#### [Available data]
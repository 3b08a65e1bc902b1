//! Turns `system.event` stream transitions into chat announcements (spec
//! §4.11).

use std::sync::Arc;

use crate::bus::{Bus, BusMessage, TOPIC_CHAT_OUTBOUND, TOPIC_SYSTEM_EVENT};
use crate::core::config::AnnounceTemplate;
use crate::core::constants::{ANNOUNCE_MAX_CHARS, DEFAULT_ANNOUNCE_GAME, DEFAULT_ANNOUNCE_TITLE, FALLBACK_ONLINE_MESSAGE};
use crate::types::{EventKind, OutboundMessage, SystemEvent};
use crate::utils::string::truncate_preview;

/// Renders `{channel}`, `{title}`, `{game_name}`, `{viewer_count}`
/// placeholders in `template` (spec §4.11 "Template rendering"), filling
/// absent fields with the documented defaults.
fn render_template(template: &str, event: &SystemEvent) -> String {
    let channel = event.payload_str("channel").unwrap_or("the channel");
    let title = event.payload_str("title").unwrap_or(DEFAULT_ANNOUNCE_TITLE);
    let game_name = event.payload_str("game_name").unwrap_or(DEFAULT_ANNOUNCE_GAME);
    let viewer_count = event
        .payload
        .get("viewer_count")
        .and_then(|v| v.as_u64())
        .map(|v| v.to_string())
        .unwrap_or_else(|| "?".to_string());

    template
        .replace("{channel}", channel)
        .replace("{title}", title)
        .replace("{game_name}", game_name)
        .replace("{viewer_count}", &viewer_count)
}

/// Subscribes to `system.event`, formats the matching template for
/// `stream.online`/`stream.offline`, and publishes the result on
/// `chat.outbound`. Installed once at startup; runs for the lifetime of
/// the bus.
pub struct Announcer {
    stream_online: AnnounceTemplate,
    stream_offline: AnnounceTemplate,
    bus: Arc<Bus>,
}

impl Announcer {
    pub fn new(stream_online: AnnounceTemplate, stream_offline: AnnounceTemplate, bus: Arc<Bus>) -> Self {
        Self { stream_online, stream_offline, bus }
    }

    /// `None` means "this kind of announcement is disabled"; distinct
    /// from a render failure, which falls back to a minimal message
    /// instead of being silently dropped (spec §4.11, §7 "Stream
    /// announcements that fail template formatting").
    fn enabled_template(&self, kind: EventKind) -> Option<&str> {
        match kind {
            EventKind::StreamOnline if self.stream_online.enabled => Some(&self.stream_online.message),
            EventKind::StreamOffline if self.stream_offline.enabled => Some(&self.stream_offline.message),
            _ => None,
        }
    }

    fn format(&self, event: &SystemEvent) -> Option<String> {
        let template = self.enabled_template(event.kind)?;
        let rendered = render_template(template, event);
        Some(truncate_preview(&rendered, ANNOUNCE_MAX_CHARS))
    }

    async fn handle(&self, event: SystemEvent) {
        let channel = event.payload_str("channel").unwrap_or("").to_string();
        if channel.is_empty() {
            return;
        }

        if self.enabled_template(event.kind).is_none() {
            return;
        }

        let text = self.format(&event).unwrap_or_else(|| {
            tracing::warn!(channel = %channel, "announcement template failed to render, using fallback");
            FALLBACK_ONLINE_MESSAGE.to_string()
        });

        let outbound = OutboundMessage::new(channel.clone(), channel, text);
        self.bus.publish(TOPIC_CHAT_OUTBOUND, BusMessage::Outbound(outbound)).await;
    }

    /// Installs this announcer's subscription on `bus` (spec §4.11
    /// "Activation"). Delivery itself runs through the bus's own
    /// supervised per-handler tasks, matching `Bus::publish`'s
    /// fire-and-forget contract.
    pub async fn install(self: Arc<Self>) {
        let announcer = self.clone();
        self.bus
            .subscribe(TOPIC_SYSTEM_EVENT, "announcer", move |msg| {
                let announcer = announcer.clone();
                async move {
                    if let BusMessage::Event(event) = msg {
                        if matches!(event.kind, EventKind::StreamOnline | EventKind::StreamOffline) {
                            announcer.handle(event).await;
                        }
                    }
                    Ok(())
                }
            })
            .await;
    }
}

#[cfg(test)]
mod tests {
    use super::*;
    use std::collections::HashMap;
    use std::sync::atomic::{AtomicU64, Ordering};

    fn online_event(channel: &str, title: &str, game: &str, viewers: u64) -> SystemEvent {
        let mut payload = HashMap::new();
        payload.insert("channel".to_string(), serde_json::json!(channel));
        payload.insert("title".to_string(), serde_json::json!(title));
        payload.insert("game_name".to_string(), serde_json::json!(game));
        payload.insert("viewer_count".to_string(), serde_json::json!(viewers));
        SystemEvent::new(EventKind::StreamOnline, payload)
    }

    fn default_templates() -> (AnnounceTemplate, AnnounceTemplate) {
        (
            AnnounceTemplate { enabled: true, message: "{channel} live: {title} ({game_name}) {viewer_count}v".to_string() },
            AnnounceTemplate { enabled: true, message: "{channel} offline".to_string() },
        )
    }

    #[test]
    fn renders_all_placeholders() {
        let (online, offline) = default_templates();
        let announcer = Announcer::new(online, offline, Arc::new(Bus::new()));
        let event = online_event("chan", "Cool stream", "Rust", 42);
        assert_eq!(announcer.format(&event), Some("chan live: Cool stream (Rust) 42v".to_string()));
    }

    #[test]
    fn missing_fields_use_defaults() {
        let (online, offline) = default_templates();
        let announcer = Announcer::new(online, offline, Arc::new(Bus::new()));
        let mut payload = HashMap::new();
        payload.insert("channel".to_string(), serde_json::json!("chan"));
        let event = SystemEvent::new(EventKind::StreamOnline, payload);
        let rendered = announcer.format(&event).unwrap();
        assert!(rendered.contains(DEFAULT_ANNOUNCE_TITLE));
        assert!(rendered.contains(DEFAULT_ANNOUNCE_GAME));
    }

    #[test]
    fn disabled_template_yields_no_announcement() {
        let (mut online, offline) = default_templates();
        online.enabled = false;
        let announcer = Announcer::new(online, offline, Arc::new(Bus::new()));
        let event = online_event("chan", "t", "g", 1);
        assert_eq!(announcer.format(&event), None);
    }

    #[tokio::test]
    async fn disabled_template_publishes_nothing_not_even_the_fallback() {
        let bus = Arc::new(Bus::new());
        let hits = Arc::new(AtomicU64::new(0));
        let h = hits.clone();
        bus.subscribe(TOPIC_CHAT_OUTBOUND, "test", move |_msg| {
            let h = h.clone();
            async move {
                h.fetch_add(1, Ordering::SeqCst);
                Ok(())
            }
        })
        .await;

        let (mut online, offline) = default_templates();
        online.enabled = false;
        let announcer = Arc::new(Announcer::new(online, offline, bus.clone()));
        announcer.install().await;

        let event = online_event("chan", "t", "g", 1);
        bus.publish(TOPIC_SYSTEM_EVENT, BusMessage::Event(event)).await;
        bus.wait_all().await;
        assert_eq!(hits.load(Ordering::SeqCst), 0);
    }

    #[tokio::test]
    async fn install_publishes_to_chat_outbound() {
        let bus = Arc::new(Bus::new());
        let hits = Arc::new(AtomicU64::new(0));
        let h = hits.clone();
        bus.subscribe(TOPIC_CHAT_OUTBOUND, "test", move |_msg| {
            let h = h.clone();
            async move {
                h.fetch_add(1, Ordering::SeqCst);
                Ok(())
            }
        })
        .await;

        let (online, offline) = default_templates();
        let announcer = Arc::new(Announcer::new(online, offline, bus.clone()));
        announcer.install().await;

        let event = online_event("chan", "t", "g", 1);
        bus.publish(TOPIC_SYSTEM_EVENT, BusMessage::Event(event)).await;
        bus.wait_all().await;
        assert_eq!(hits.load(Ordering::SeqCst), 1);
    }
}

#### [Work required]
The answer must be every line of the entries that includes the word "runs".

#### [Written response]
/// `chat.outbound`. Installed once at startup; runs for the lifetime of
    /// "Activation"). Delivery itself runs through the bus's own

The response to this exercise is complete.